Competitors tried to make similar insurance products, but they couldn’t come close to the ability that Solace Wallet Coverage has.
Wallet Cover is Cheaper than “Stacked Cover”
When push comes to shove, getting Solace Wallet Coverage will almost always be a more affordable solution than buying insurance for each protocol you have. The reason is because of Solace’s revolutionary risk assessment process, which focuses on pooling a wallet’s risk rather than stacking it.
“Stacking Coverage” means having to buy one cover product for every single DeFi position and “stacking” your insurance.
By aggregating risk loads by protocol category instead of by each protocol, Solace can diversify risk and create an average discount between 10 — 20% for an account with multiple positions. Therefore, the total premium for an account ends up being cheaper than buying cover for each position in the portfolio.
How Does Solace Do Risk Assessment?
Let’s dives into the risk assessment process and calculations taken to bundle coverage. If you want to dive into the details of the process, check out the related docs page here.
We will divide the process into two steps:
- Data preparation
- Calculating risk rate for user portfolio
When a user requests an assessment for his portfolio, Solace pulls information about their portfolio and the value of funds in each protocol. The information about the risks of each protocol is calculated in advance, and Solace is able to calculate final risk rate for the portfolio.
Step 1: Collect risk related information about projects
Solace uses several sources of information to get diverse risk-related information about DeFi protocols. Specifically, we’re interested in the following attributes:
- Live chains (e.g. Ethereum, Polygon, etc.)
- Number of users
- Transaction activity
- Age of protocol
Each attribute has its own weight coefficient in total risk estimation. If Solace can’t find the information about a specific protocol, then it will be classified as unknown and therefore in the highest risk tier (F).
Step 2: Process data and provide a risk rank for each protocol
Solaces calculates an adjusted weight coefficient for each attribute, which helps calculate the risk ranks. This table is updated continuously based on new risk manager reports.

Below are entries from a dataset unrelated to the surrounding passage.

use crate::breaker::BreakerRegistry;
use crate::error::{backend_error_response, GatewayErrorCode};
use crate::fallback::LocalRoutes;
use crate::metrics;
use crate::pool::{ConnectionPool, GatewayBody};
use crate::routes::{RouteEntry, RouteTable};
use http_body_util::BodyExt;
use hyper::body::Incoming;
use hyper::header::HeaderValue;
use hyper::service::service_fn;
use hyper::{Request, Response};
use hyper_util::rt::{TokioExecutor, TokioIo};
use hyper_util::server::conn::auto::Builder as AutoBuilder;
use hyper_util::server::graceful::GracefulShutdown;
use std::net::SocketAddr;
use std::sync::Arc;
use std::time::{Duration, Instant};
use tokio::net::TcpListener;
use tokio::sync::watch;
use tracing::{debug, error, info, warn};
use uuid::Uuid;

/// Header name for request ID
const X_REQUEST_ID: &str = "x-request-id";

/// Routes requests to backends by path, behind their circuit breakers
pub struct Dispatcher {
    routes: Arc<RouteTable>,
    breakers: Arc<BreakerRegistry>,
    pool: Arc<ConnectionPool>,
    fallback: LocalRoutes,
    request_timeout: Duration,
}

/// Records a failure for a permitted call unless an outcome was recorded
///
/// Covers the dispatch future being dropped mid-call, which would otherwise
/// leave a half-open breaker waiting forever on its trial.
struct OutcomeGuard<'a> {
    breakers: &'a BreakerRegistry,
    backend: &'a str,
    recorded: bool,
}

impl<'a> OutcomeGuard<'a> {
    fn new(breakers: &'a BreakerRegistry, backend: &'a str) -> Self {
        Self {
            breakers,
            backend,
            recorded: false,
        }
    }

    fn record(mut self, success: bool) {
        self.recorded = true;
        self.breakers.record_outcome(self.backend, success);
    }
}

impl Drop for OutcomeGuard<'_> {
    fn drop(&mut self) {
        if !self.recorded {
            debug!(backend = self.backend, "Request abandoned, recording failure");
            self.breakers.record_outcome(self.backend, false);
        }
    }
}

impl Dispatcher {
    pub fn new(
        routes: Arc<RouteTable>,
        breakers: Arc<BreakerRegistry>,
        pool: Arc<ConnectionPool>,
        fallback: LocalRoutes,
        request_timeout: Duration,
    ) -> Self {
        Self {
            routes,
            breakers,
            pool,
            fallback,
            request_timeout,
        }
    }

    /// Handle one request
    ///
    /// Paths whose first segment names a backend are forwarded to it; all
    /// other paths are answered by the local routes. Never fails: backend
    /// errors become JSON error responses.
    pub async fn dispatch(&self, mut req: Request<GatewayBody>) -> Response<GatewayBody> {
        let started = Instant::now();

        let Some(route) = self.routes.resolve(req.uri().path()) else {
            let response = self.fallback.handle(&req);
            metrics::record_request(metrics::LOCAL_BACKEND, started);
            return response;
        };

        let request_id = req
            .headers()
            .get(X_REQUEST_ID)
            .and_then(|v| v.to_str().ok())
            .map(String::from)
            .unwrap_or_else(|| Uuid::new_v4().to_string());
        let id_header = HeaderValue::from_str(&request_id).ok();
        if let Some(value) = &id_header {
            req.headers_mut().insert(X_REQUEST_ID, value.clone());
        }
        debug!(backend = %route.name, method = %req.method(), uri = %req.uri(), request_id, "Incoming request");

        let mut response = self.forward(req, route).await;
        if let Some(value) = id_header {
            response.headers_mut().insert(X_REQUEST_ID, value);
        }
        metrics::record_request(&route.name, started);
        response
    }

    async fn forward(&self, req: Request<GatewayBody>, route: &RouteEntry) -> Response<GatewayBody> {
        let backend = route.name.as_str();

        if !self.breakers.is_call_permitted(backend) {
            debug!(backend, "Circuit open, rejecting request");
            return backend_error_response(
                GatewayErrorCode::CircuitOpen,
                backend,
                format!("Backend {} is temporarily unavailable", backend),
            );
        }

        let outcome = OutcomeGuard::new(&self.breakers, backend);
        let result = tokio::time::timeout(self.request_timeout, self.pool.send_request(req, route)).await;

        match result {
            Ok(Ok(response)) => {
                outcome.record(true);
                response
            }
            Ok(Err(e)) => {
                outcome.record(false);
                error!(backend, port = route.port, error = %e, "Failed to forward request");
                backend_error_response(
                    GatewayErrorCode::BackendUnavailable,
                    backend,
                    format!("Backend {} is currently unavailable", backend),
                )
            }
            Err(_) => {
                outcome.record(false);
                warn!(
                    backend,
                    port = route.port,
                    timeout_secs = self.request_timeout.as_secs(),
                    "Request timed out"
                );
                backend_error_response(
                    GatewayErrorCode::RequestTimeout,
                    backend,
                    format!(
                        "Backend {} did not respond within {} seconds",
                        backend,
                        self.request_timeout.as_secs()
                    ),
                )
            }
        }
    }
}

/// The gateway's HTTP server
pub struct ProxyServer {
    bind_addr: SocketAddr,
    dispatcher: Arc<Dispatcher>,
    shutdown_rx: watch::Receiver<bool>,
    drain_timeout: Duration,
}

impl ProxyServer {
    pub fn new(
        bind_addr: SocketAddr,
        dispatcher: Arc<Dispatcher>,
        shutdown_rx: watch::Receiver<bool>,
    ) -> Self {
        Self {
            bind_addr,
            dispatcher,
            shutdown_rx,
            drain_timeout: Duration::from_secs(10),
        }
    }

    /// Bound on how long in-flight connections may finish after shutdown
    pub fn with_drain_timeout(mut self, timeout: Duration) -> Self {
        self.drain_timeout = timeout;
        self
    }

    pub async fn run(self) -> anyhow::Result<()> {
        let listener = TcpListener::bind(self.bind_addr).await?;
        self.serve(listener).await
    }

    /// Accept connections on `listener` until shutdown, then drain
    pub async fn serve(self, listener: TcpListener) -> anyhow::Result<()> {
        let local_addr = listener.local_addr()?;
        info!(addr = %local_addr, "Gateway listening (HTTP/1.1 and HTTP/2)");

        let mut builder = AutoBuilder::new(TokioExecutor::new());
        builder.http1().preserve_header_case(true);
        builder.http2().max_concurrent_streams(250);

        let graceful = GracefulShutdown::new();
        let mut shutdown_rx = self.shutdown_rx.clone();

        loop {
            tokio::select! {
                result = listener.accept() => {
                    match result {
                        Ok((stream, addr)) => {
                            let dispatcher = Arc::clone(&self.dispatcher);
                            let service = service_fn(move |req: Request<Incoming>| {
                                let dispatcher = Arc::clone(&dispatcher);
                                async move {
                                    Ok::<_, hyper::Error>(dispatcher.dispatch(req.map(|body| body.boxed())).await)
                                }
                            });

                            let conn = builder.serve_connection_with_upgrades(TokioIo::new(stream), service);
                            let conn = graceful.watch(conn.into_owned());
                            tokio::spawn(async move {
                                if let Err(e) = conn.await {
                                    debug!(addr = %addr, error = %e, "Connection error");
                                }
                            });
                        }
                        Err(e) => {
                            error!(error = %e, "Failed to accept connection");
                        }
                    }
                }
                _ = shutdown_rx.changed() => {
                    if *shutdown_rx.borrow() {
                        info!("Gateway no longer accepting connections");
                        break;
                    }
                }
            }
        }

        drop(listener);

        match tokio::time::timeout(self.drain_timeout, graceful.shutdown()).await {
            Ok(()) => info!("In-flight connections drained"),
            Err(_) => warn!(
                timeout_secs = self.drain_timeout.as_secs(),
                "Drain timeout elapsed, dropping remaining connections"
            ),
        }

        Ok(())
    }
}

#[cfg(test)]
mod tests {
    use super::*;
    use crate::breaker::BreakerState;
    use crate::notifier::LogNotifier;
    use crate::pool::{full_body, PoolConfig};
    use hyper::StatusCode;

    fn unused_port() -> u16 {
        let listener = std::net::TcpListener::bind("127.0.0.1:0").unwrap();
        listener.local_addr().unwrap().port()
    }

    fn dispatcher(routes: Vec<RouteEntry>) -> Dispatcher {
        let routes = Arc::new(RouteTable::new(routes));
        let breakers = Arc::new(BreakerRegistry::from_routes(&routes, Arc::new(LogNotifier)));
        Dispatcher::new(
            Arc::clone(&routes),
            Arc::clone(&breakers),
            Arc::new(ConnectionPool::new(PoolConfig::default())),
            LocalRoutes::new(routes, breakers),
            Duration::from_secs(2),
        )
    }

    fn get(path: &str) -> Request<GatewayBody> {
        Request::builder().uri(path).body(full_body("")).unwrap()
    }

    #[tokio::test]
    async fn test_unknown_backend_uses_local_routes() {
        let dispatcher = dispatcher(vec![RouteEntry::new("billing", unused_port())]);

        let response = dispatcher.dispatch(get("/health")).await;
        assert_eq!(response.status(), StatusCode::OK);

        let response = dispatcher.dispatch(get("/unknown/path")).await;
        assert_eq!(response.status(), StatusCode::NOT_FOUND);
        assert_eq!(
            response.headers().get("X-Gateway-Error").unwrap(),
            "UNKNOWN_ROUTE"
        );
    }

    #[tokio::test]
    async fn test_connection_failure_is_503_and_counted() {
        let dispatcher = dispatcher(vec![RouteEntry::new("billing", unused_port())]);

        let response = dispatcher.dispatch(get("/billing/invoices")).await;
        assert_eq!(response.status(), StatusCode::SERVICE_UNAVAILABLE);
        assert_eq!(
            response.headers().get("X-Gateway-Error").unwrap(),
            "BACKEND_UNAVAILABLE"
        );
        assert_eq!(
            dispatcher.breakers.snapshot("billing").unwrap().consecutive_failures,
            1
        );
    }

    #[tokio::test]
    async fn test_open_breaker_short_circuits() {
        let dispatcher = dispatcher(vec![RouteEntry::new("billing", unused_port())]);

        for _ in 0..3 {
            dispatcher.dispatch(get("/billing")).await;
        }
        assert_eq!(dispatcher.breakers.state("billing"), Some(BreakerState::Open));

        let requests_before = dispatcher.pool.stats().snapshot().total_requests;
        let response = dispatcher.dispatch(get("/billing")).await;
        assert_eq!(response.status(), StatusCode::SERVICE_UNAVAILABLE);
        assert_eq!(
            response.headers().get("X-Gateway-Error").unwrap(),
            "CIRCUIT_OPEN"
        );
        assert_eq!(dispatcher.pool.stats().snapshot().total_requests, requests_before);
    }

    #[tokio::test]
    async fn test_request_id_echoed_on_backend_errors() {
        let dispatcher = dispatcher(vec![RouteEntry::new("billing", unused_port())]);

        let req = Request::builder()
            .uri("/billing")
            .header(X_REQUEST_ID, "req-42")
            .body(full_body(""))
            .unwrap();
        let response = dispatcher.dispatch(req).await;
        assert_eq!(response.headers().get(X_REQUEST_ID).unwrap(), "req-42");

        // One is generated when the client sent none
        let response = dispatcher.dispatch(get("/billing")).await;
        let generated = response.headers().get(X_REQUEST_ID).unwrap().to_str().unwrap();
        assert!(Uuid::parse_str(generated).is_ok());
    }

    #[test]
    fn test_dropped_guard_records_failure() {
        let routes = RouteTable::new(vec![RouteEntry::new("billing", 8001)]);
        let breakers = BreakerRegistry::from_routes(&routes, Arc::new(LogNotifier));

        drop(OutcomeGuard::new(&breakers, "billing"));
        assert_eq!(breakers.snapshot("billing").unwrap().consecutive_failures, 1);

        OutcomeGuard::new(&breakers, "billing").record(true);
        assert_eq!(breakers.snapshot("billing").unwrap().consecutive_failures, 0);
    }
}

Step 3: Calculate the Inter-Category and Category Internal Correlation Tables
Solace uses statistical approaches to take into account possible explicit and implicit risk connections of different DeFi categories and protocols. In order to do so, we need to introduce two new entities to our explanation:
Inter-Category Correlation Table
Each DeFi categories has its own peculiarities in logic, implementation, tools and mechanics. So theoretically, different vectors of attack will be used by hackers to hack protocols of different categories. However, there are a lot of commonalities between different projects, even if they are from different categories.
Moreover, DeFi projects of different categories might be interacting with each other in a different ways, and hacking one project can have a big influence on other projects.
Let’s consider an example of how to create an ICCT:
- Lending-Lending = 1, (a maximum of correlation with itself = 1)
- Lending-AMM = 0.1 (low impact)
- Lending-DEX = 0.2 (moderate impact)
- Lending-Derivatives = 0.3 (high impact)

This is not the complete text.